▶ **Listed entries**

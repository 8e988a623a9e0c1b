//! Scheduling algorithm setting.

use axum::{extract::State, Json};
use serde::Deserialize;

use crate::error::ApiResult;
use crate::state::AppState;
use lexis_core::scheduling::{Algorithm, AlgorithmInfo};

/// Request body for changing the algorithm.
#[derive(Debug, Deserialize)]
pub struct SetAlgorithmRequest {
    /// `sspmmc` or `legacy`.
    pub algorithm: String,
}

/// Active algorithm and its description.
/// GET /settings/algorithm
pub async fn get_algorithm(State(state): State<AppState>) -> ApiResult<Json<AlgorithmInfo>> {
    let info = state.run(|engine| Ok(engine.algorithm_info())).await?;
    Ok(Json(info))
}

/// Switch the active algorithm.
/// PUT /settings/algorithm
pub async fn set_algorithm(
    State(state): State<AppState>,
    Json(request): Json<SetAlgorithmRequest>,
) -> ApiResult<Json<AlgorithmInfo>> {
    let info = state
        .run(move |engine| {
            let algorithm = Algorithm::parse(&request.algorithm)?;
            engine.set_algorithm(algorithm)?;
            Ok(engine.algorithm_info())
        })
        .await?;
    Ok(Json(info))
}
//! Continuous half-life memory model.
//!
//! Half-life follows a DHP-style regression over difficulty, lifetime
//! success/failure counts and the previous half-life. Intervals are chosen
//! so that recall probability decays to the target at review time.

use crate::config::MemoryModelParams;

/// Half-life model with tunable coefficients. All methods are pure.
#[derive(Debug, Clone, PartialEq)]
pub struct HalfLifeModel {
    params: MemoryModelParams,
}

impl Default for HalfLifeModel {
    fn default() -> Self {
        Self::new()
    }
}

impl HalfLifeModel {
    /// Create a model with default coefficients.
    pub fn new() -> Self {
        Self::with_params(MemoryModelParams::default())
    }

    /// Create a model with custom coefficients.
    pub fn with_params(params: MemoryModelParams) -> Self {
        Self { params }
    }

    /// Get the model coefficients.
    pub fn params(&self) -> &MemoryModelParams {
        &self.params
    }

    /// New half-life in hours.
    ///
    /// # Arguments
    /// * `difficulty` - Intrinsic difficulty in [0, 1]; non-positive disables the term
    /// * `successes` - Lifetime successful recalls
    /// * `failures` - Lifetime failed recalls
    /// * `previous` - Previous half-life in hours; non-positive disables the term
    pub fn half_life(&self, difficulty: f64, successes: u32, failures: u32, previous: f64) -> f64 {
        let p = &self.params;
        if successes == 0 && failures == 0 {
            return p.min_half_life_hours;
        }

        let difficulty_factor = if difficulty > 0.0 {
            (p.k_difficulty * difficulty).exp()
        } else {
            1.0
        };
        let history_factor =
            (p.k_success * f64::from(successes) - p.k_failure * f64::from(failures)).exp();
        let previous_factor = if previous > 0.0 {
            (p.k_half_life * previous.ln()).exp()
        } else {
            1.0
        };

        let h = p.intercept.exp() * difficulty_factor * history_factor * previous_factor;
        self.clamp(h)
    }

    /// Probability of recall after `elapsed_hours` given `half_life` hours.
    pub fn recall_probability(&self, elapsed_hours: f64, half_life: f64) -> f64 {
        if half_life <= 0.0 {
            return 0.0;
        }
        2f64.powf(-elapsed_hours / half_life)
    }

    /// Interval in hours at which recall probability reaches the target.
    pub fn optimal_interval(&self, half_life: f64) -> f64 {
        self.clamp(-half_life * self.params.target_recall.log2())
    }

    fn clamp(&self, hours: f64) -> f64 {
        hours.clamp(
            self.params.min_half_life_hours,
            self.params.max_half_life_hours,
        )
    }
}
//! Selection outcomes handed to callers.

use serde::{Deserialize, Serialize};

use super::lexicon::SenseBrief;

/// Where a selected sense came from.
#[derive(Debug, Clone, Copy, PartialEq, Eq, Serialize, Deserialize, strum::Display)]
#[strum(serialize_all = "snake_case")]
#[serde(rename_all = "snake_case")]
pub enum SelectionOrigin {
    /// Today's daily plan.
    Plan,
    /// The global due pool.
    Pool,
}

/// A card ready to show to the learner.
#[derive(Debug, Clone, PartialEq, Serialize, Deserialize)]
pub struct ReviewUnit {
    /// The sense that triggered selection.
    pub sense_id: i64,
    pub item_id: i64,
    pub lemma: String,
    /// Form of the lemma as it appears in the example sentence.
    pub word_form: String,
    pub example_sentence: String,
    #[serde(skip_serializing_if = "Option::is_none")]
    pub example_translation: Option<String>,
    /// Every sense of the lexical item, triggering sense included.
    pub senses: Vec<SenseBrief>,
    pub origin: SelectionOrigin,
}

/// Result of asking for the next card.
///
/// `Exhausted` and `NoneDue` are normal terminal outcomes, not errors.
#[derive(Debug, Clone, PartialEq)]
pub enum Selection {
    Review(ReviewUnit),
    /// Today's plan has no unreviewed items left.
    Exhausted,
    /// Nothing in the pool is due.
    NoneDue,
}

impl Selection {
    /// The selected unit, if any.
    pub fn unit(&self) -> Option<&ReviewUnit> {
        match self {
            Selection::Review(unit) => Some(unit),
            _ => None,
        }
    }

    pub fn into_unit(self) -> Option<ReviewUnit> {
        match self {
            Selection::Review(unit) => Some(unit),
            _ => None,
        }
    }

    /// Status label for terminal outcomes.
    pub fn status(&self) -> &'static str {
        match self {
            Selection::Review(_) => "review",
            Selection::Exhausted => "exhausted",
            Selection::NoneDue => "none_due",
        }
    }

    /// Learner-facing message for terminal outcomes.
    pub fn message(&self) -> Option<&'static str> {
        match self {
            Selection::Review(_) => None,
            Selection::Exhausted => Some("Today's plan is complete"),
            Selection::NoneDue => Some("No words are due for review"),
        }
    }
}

* * *

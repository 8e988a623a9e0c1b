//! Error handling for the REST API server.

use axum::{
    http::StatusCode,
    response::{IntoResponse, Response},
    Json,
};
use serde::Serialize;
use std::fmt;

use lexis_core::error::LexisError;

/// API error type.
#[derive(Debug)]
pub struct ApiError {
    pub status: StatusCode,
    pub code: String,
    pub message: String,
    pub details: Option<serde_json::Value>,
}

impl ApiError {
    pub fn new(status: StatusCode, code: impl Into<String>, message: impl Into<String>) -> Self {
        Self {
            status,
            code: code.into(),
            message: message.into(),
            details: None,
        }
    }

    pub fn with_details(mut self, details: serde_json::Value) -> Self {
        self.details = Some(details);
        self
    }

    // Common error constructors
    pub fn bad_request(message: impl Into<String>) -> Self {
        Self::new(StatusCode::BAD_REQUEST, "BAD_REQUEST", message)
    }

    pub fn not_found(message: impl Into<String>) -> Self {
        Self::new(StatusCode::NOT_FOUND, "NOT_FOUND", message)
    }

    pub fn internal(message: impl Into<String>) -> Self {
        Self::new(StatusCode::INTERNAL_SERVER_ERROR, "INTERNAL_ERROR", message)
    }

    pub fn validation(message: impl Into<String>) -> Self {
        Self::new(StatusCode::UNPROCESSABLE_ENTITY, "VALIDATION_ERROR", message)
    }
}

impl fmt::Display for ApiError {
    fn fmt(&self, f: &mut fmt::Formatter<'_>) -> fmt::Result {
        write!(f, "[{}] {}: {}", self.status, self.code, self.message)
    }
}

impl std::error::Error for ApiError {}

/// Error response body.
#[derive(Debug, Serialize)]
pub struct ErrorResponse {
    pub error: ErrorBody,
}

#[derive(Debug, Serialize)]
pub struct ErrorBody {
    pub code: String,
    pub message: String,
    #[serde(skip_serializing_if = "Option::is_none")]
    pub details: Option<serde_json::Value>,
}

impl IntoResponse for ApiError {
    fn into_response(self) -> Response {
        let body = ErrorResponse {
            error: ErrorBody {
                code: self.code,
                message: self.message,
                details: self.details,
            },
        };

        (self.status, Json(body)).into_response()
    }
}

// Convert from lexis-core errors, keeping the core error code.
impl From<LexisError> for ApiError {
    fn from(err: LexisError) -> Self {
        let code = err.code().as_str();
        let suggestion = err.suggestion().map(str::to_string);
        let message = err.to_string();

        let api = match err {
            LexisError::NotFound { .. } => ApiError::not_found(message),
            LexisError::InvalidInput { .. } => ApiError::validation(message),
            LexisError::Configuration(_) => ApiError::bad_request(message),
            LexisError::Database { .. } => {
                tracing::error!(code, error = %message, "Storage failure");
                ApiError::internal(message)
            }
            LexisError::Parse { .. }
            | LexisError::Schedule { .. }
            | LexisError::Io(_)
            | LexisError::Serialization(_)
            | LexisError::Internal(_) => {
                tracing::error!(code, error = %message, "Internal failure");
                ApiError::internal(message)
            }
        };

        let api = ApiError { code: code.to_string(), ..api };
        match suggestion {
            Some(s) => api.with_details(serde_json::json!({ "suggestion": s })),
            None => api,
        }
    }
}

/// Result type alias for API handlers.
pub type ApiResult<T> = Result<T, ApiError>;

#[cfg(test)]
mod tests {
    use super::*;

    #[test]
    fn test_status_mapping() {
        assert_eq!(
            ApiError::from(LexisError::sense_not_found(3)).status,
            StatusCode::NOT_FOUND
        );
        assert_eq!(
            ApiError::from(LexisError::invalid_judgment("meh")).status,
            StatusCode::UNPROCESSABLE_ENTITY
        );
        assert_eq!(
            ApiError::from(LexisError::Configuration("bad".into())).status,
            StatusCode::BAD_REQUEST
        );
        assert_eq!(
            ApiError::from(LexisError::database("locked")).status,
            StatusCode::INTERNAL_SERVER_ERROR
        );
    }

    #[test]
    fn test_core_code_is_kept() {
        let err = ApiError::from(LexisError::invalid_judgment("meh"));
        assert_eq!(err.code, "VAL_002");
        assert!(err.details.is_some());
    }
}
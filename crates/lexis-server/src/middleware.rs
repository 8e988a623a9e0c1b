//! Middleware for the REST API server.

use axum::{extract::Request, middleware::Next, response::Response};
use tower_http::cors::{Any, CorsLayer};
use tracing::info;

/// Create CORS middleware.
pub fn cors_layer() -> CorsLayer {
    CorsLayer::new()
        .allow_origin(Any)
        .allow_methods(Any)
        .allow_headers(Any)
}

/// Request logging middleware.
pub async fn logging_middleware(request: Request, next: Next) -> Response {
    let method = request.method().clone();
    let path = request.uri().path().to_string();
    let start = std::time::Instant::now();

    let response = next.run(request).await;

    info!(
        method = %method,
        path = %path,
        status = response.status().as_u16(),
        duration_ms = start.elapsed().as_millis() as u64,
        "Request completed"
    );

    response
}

* * *

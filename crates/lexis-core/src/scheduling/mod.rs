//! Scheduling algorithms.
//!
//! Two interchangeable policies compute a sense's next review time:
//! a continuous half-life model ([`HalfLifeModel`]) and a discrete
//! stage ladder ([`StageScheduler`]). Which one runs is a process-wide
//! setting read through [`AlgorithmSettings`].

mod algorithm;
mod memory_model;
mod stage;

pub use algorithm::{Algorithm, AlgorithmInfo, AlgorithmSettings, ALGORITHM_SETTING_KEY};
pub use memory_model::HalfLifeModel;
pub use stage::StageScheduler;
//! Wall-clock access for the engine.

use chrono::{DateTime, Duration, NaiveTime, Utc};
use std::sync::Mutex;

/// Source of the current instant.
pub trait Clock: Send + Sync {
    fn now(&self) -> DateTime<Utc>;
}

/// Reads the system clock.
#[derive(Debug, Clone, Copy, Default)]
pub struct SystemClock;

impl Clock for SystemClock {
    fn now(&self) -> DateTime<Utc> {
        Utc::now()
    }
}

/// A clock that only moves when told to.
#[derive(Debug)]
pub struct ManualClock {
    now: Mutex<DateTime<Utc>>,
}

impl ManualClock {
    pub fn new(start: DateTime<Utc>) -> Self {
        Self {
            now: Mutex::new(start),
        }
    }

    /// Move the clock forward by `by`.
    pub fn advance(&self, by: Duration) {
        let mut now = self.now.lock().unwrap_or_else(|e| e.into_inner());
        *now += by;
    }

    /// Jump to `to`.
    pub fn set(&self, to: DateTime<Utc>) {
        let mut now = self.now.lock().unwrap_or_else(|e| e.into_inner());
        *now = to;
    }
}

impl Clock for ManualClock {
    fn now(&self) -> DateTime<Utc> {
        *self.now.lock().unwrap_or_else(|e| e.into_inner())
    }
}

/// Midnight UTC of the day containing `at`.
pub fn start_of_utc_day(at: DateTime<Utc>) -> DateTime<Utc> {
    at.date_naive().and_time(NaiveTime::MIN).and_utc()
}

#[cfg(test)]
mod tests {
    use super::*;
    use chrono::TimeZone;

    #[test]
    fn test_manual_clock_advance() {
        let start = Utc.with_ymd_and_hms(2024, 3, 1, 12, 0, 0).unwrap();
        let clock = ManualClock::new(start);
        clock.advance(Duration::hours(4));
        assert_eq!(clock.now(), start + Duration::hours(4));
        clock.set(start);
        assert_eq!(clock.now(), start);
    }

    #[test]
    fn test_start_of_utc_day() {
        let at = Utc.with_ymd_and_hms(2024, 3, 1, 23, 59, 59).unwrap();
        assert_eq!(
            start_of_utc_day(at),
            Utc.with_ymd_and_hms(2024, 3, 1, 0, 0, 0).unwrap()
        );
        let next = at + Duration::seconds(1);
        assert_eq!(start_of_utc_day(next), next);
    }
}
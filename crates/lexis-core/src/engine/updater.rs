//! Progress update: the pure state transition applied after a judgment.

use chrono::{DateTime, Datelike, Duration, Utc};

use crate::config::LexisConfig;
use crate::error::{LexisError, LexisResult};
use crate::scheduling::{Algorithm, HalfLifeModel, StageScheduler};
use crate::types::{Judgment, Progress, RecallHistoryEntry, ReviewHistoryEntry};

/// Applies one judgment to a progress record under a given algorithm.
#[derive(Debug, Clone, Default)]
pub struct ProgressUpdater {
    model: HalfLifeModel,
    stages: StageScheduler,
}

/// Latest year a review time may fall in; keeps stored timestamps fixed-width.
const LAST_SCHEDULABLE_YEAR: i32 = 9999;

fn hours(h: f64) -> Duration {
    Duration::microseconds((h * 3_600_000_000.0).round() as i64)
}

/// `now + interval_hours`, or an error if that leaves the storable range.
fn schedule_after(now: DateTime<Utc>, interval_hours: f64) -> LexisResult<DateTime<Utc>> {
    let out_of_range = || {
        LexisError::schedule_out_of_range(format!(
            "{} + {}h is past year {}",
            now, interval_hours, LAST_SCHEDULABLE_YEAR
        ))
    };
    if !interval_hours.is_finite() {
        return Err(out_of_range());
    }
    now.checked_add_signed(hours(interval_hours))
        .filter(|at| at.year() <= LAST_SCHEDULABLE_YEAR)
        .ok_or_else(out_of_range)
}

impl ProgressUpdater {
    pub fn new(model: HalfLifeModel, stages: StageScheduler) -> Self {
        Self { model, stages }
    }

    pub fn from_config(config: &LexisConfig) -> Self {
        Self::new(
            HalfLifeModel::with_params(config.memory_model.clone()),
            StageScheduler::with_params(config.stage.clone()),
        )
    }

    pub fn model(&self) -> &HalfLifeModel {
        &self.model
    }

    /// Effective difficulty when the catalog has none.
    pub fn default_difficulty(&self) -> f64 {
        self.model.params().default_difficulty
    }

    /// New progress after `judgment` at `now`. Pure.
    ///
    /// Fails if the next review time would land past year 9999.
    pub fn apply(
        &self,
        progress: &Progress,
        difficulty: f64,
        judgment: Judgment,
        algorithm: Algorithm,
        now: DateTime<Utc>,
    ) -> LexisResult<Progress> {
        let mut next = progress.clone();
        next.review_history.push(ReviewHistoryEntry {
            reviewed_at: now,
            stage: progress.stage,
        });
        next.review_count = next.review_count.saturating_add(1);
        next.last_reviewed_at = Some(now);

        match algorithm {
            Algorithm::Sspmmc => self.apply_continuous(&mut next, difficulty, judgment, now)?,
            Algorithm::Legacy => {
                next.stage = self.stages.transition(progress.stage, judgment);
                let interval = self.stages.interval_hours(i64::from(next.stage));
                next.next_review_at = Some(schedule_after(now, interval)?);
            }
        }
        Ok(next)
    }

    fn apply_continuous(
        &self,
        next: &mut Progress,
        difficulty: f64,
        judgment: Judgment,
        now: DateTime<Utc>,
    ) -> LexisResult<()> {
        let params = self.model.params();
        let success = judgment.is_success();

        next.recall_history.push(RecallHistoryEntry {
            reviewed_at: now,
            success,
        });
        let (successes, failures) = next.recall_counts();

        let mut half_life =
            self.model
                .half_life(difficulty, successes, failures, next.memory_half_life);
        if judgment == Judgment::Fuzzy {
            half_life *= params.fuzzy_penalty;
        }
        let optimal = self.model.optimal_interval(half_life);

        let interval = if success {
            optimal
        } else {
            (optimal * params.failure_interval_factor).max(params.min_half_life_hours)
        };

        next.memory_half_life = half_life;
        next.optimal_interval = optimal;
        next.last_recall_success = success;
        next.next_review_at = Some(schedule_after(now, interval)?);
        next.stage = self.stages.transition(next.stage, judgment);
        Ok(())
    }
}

▶ **Task to carry out**
Gather every line from the entries above where the word "Option" appears, and copy them.

▶ **Completed task**
    #[serde(skip_serializing_if = "Option::is_none")]
    pub example_translation: Option<String>,
    pub fn unit(&self) -> Option<&ReviewUnit> {
    pub fn into_unit(self) -> Option<ReviewUnit> {
    pub fn message(&self) -> Option<&'static str> {
    pub details: Option<serde_json::Value>,
    #[serde(skip_serializing_if = "Option::is_none")]
    pub details: Option<serde_json::Value>,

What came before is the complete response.